“Allowing safe harbours for terrorism and overlooking state sponsorship is becoming increasingly dangerous,” EAM Jaishankar

While reflecting on key issues before the US administration, including the challenges of terrorism, External Affairs Minister S Jaishankar said creating a global consensus on the issue must be the priority.

“For too long, it (terrorism) has been treated as a problem of only those directly impacted. But we know full well how seamless the world of terrorism really is. Allowing safe harbours for terrorism and overlooking state sponsorship is becoming increasingly dangerous with each passing day,” EAM Jaishankar said in his key note address at the 14th annual conference of Institute of National Security Studies, Israel on Wednesday.

“In a more capable and technology-driven world, these threats have only multiplied further. Creating a global consensus on this issue must be a priority,” he added.

With regard to the US and its power and influence in the world, the EAM said the former has been actively and continuously engaged in commitments abroad for almost two decades, yet “challenges of the world will not go away and the US, as a pre-eminent power, will have to grapple with them.”

He said like the rest of the world, the US too has been coming to terms with the rebalancing of the global power distribution. However, he maintained the US administration would survey the landscape that it has inherited and respond to the contemporary requirements. But “nowhere have the changes been sharper than in Asia.”

Highlighting changes that West Asia or the Middle East has witnessed in recent months, he said the Abraham Accords have opened up possibilities that could not have been imagined earlier.

“But, lasting solutions do have to be found for the perennial challenges. The international community has vital stakes in the stability and prosperity of this region,” the EAM said.
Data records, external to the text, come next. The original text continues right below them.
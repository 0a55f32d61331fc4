mod app;
mod command;
mod config;
mod render;

use clap::{Parser, ValueEnum};
use std::io;
use std::path::PathBuf;
use tictactoe_engine::games::tictactoe::FirstPlayerMode;
use tictactoe_engine::{SessionRng, log, logger};

use app::ConsoleApp;
use config::{CONFIG_FILE, get_config_manager};

#[derive(Clone, Copy, Debug, ValueEnum)]
enum FirstPlayerArg {
    Human,
    Computer,
    Random,
}

impl From<FirstPlayerArg> for FirstPlayerMode {
    fn from(arg: FirstPlayerArg) -> Self {
        match arg {
            FirstPlayerArg::Human => FirstPlayerMode::Human,
            FirstPlayerArg::Computer => FirstPlayerMode::Computer,
            FirstPlayerArg::Random => FirstPlayerMode::Random,
        }
    }
}

#[derive(Parser)]
#[command(name = "tictactoe_console", about = "Play tic-tac-toe against a minimax opponent")]
struct Args {
    #[arg(long, default_value = CONFIG_FILE)]
    config: PathBuf,

    /// Seed for the session RNG, used when the first player is random.
    #[arg(long)]
    seed: Option<u64>,

    /// Overrides `first_player` from the config file.
    #[arg(long, value_enum)]
    first_player: Option<FirstPlayerArg>,

    #[arg(long)]
    use_log_prefix: bool,

    #[arg(long)]
    verbose: bool,
}

fn main() -> Result<(), Box<dyn std::error::Error>> {
    let args = Args::parse();

    let prefix = if args.use_log_prefix {
        Some("Console".to_string())
    } else {
        None
    };
    logger::init_logger(prefix, args.verbose);

    let mut config = get_config_manager(&args.config).get_config()?;
    if let Some(first_player) = args.first_player {
        config.first_player = first_player.into();
    }

    let rng = match args.seed {
        Some(seed) => SessionRng::new(seed),
        None => SessionRng::from_random(),
    };
    log!(
        "Starting game, first player mode {:?}, seed {}",
        config.first_player,
        rng.seed()
    );

    let mut app = ConsoleApp::new(config, rng);
    app.run(io::stdin().lock(), &mut io::stdout())?;

    log!("Bye");
    Ok(())
}
use std::io::ErrorKind;
use std::path::PathBuf;

use super::ConfigError;

pub trait ConfigContentProvider {
    /// `Ok(None)` means there is no stored config yet.
    fn get_config_content(&self) -> Result<Option<String>, ConfigError>;
    fn set_config_content(&self, content: &str) -> Result<(), ConfigError>;
}

pub struct FileContentConfigProvider {
    file_path: PathBuf,
}

impl FileContentConfigProvider {
    pub fn new(file_path: impl Into<PathBuf>) -> Self {
        Self {
            file_path: file_path.into(),
        }
    }
}

impl ConfigContentProvider for FileContentConfigProvider {
    fn get_config_content(&self) -> Result<Option<String>, ConfigError> {
        match std::fs::read_to_string(&self.file_path) {
            Ok(content) => Ok(Some(content)),
            Err(err) if err.kind() == ErrorKind::NotFound => Ok(None),
            Err(err) => Err(ConfigError::Io(err)),
        }
    }

    fn set_config_content(&self, content: &str) -> Result<(), ConfigError> {
        std::fs::write(&self.file_path, content)?;
        Ok(())
    }
}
The priorities of the Joe Biden administration would obviously help shape a new global agenda, the minister said, adding that at the heart of that should be a recognition of the indivisibility of our existence, and therefore, of our challenges.

Climate change, pandemics and terrorism would surely rank foremost among them, Jaishankar asserted.

Underlining that strengthening multilateralism is also imperative if such issues are to be addressed effectively, he said reforming the architecture and even the working of international organisations is in our common interest.

“Where climate change is concerned, an American return to upholding global commitments will be widely welcomed,” he said.

India reflects both its own beliefs and world opinion today as it ramps up its renewable energy targets, expands its forest cover, enhances its bio-diversity and focusses on effective water utilisation, EAM Jaishankar said.

It has also led two major international initiatives, the International Solar Alliance and the Coalition for Disaster Resilient Infrastructure, he pointed out.

A stronger consensus on seriously addressing the climate change challenges has obviously its own implications, Jaishankar said.